## Exercise prompt
Please reproduce, exactly and with nothing added, the line containing "use tracing::info;" and every line after it to the end of the records.
━━ Material provided ━━
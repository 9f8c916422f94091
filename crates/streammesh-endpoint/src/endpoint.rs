use crate::aggregator_sink::AggregatorSink;
use crate::topic_source::{TopicSource, TopicSubscription};
use std::collections::HashMap;
use std::sync::Arc;
use streammesh_types::{StreamStateTransition, Subject};
use tokio::sync::mpsc;
use tracing::debug;

/// Messages a `StreamEndpoint` accepts: the aggregator-facing contract of
/// component G, plus an internal loopback variant used to receive
/// transitions pushed by a `TopicSource`.
#[derive(Debug)]
pub enum EndpointMsg {
    OpenLocalStreamFor(Subject),
    CloseLocalStreamFor(Subject),
    OpenLocalStreamsForAll(Vec<Subject>),
    CloseAllLocalStreams,
    RequestReset(Subject),
    GrantUpstreamDemand(u32),
    Shutdown,
}

enum Internal {
    FromAggregator(EndpointMsg),
    FromTopic(Subject, StreamStateTransition),
}

/// Producer-side per-service hub. Subscribes to the in-process service's
/// topics on demand and forwards transitions to the bound aggregator,
/// respecting the outstanding upstream demand token count.
pub struct StreamEndpoint {
    source: Arc<dyn TopicSource>,
    sink: Arc<dyn AggregatorSink>,
    subscriptions: HashMap<Subject, TopicSubscription>,
    demand_tokens: u32,
    topic_tx: mpsc::UnboundedSender<(Subject, StreamStateTransition)>,
}

impl StreamEndpoint {
    fn subscribe(&mut self, subject: Subject) {
        if self.subscriptions.contains_key(&subject) {
            return;
        }
        let (tx, mut rx) = mpsc::unbounded_channel();
        let handle = self.source.subscribe(subject.clone(), tx);
        self.subscriptions.insert(subject.clone(), handle);
        let forward = self.topic_tx.clone();
        tokio::spawn(async move {
            while let Some(transition) = rx.recv().await {
                if forward.send((subject.clone(), transition)).is_err() {
                    break;
                }
            }
        });
    }

    fn unsubscribe(&mut self, subject: &Subject) {
        if let Some(sub) = self.subscriptions.remove(subject) {
            sub.cancel();
        }
    }

    fn handle(&mut self, msg: EndpointMsg) -> bool {
        match msg {
            EndpointMsg::OpenLocalStreamFor(subject) => {
                self.subscribe(subject);
            }
            EndpointMsg::CloseLocalStreamFor(subject) => {
                self.unsubscribe(&subject);
            }
            EndpointMsg::OpenLocalStreamsForAll(subjects) => {
                for subject in subjects {
                    self.subscribe(subject);
                }
            }
            EndpointMsg::CloseAllLocalStreams => {
                let subjects: Vec<Subject> = self.subscriptions.keys().cloned().collect();
                for subject in subjects {
                    self.unsubscribe(&subject);
                }
            }
            EndpointMsg::RequestReset(subject) => {
                // Cancel and resubscribe so the source's snapshot-first
                // contract gives us a fresh snapshot.
                self.unsubscribe(&subject);
                self.subscribe(subject);
            }
            EndpointMsg::GrantUpstreamDemand(tokens) => {
                self.demand_tokens = self.demand_tokens.saturating_add(tokens);
            }
            EndpointMsg::Shutdown => return true,
        }
        false
    }

    fn on_topic_transition(&mut self, subject: Subject, transition: StreamStateTransition) {
        if !self.subscriptions.contains_key(&subject) {
            return;
        }
        if self.demand_tokens == 0 {
            debug!(%subject, "no upstream demand outstanding, dropping transition");
            return;
        }
        self.demand_tokens -= 1;
        self.sink.forward_transition(subject, transition);
    }
}

/// Spawns a `StreamEndpoint` as a single-threaded cooperative unit and
/// returns the sender side of its mailbox.
pub fn spawn(source: Arc<dyn TopicSource>, sink: Arc<dyn AggregatorSink>) -> mpsc::Sender<EndpointMsg> {
    let (tx, rx) = mpsc::channel(64);
    let (topic_tx, topic_rx) = mpsc::unbounded_channel();
    let endpoint = StreamEndpoint {
        source,
        sink,
        subscriptions: HashMap::new(),
        demand_tokens: 0,
        topic_tx,
    };
    tokio::spawn(run(endpoint, rx, topic_rx));
    tx
}

async fn run(
    mut endpoint: StreamEndpoint,
    mut mailbox: mpsc::Receiver<EndpointMsg>,
    mut topic_rx: mpsc::UnboundedReceiver<(Subject, StreamStateTransition)>,
) {
    loop {
        let next = tokio::select! {
            msg = mailbox.recv() => msg.map(Internal::FromAggregator),
            item = topic_rx.recv() => item.map(|(s, t)| Internal::FromTopic(s, t)),
        };
        match next {
            Some(Internal::FromAggregator(msg)) => {
                if endpoint.handle(msg) {
                    break;
                }
            }
            Some(Internal::FromTopic(subject, transition)) => {
                endpoint.on_topic_transition(subject, transition);
            }
            None => break,
        }
    }
}
use crate::config::NodeConfig;
use crate::demo_source::StaticTopicSource;
use crate::fanout_sink::FanOutAggregatorSink;
use std::collections::HashMap;
use std::sync::Arc;
use std::time::Duration;
use streammesh_endpoint::{AggregatorSink, StaticServiceLocationBinding, TopicSource};
use streammesh_types::ServiceKey;
use tracing::info;

/// Everything constructed once at startup and shared by every consumer
/// connection: the location registry and the per-service endpoint fan-out
/// sinks a connection registers its interest with.
pub struct Node {
    pub config: NodeConfig,
    pub location: Arc<StaticServiceLocationBinding>,
    pub sinks: HashMap<ServiceKey, Arc<FanOutAggregatorSink>>,
    pub tick_interval: Duration,
}

impl Node {
    pub fn build(config: NodeConfig, tick_interval: Duration) -> Self {
        let location = Arc::new(StaticServiceLocationBinding::new());
        let mut sinks = HashMap::new();
        for service in &config.services {
            let mut initial_values = HashMap::new();
            for topic in &service.topics {
                initial_values.insert(topic.key(), topic.initial_value.clone());
            }
            let source: Arc<dyn TopicSource> = Arc::new(StaticTopicSource::new(initial_values));
            let sink = Arc::new(FanOutAggregatorSink::new());
            let mailbox = streammesh_endpoint::spawn(source, sink.clone() as Arc<dyn AggregatorSink>);
            info!(service = %service.key(), topics = service.topics.len(), "service endpoint started");
            location.set_binding(service.key(), Some(mailbox));
            sinks.insert(service.key(), sink);
        }
        Self {
            config,
            location,
            sinks,
            tick_interval,
        }
    }
}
━━━
## Problem solution
use tracing::info;

/// Everything constructed once at startup and shared by every consumer
/// connection: the location registry and the per-service endpoint fan-out
/// sinks a connection registers its interest with.
pub struct Node {
    pub config: NodeConfig,
    pub location: Arc<StaticServiceLocationBinding>,
    pub sinks: HashMap<ServiceKey, Arc<FanOutAggregatorSink>>,
    pub tick_interval: Duration,
}

impl Node {
    pub fn build(config: NodeConfig, tick_interval: Duration) -> Self {
        let location = Arc::new(StaticServiceLocationBinding::new());
        let mut sinks = HashMap::new();
        for service in &config.services {
            let mut initial_values = HashMap::new();
            for topic in &service.topics {
                initial_values.insert(topic.key(), topic.initial_value.clone());
            }
            let source: Arc<dyn TopicSource> = Arc::new(StaticTopicSource::new(initial_values));
            let sink = Arc::new(FanOutAggregatorSink::new());
            let mailbox = streammesh_endpoint::spawn(source, sink.clone() as Arc<dyn AggregatorSink>);
            info!(service = %service.key(), topics = service.topics.len(), "service endpoint started");
            location.set_binding(service.key(), Some(mailbox));
            sinks.insert(service.key(), sink);
        }
        Self {
            config,
            location,
            sinks,
            tick_interval,
        }
    }
}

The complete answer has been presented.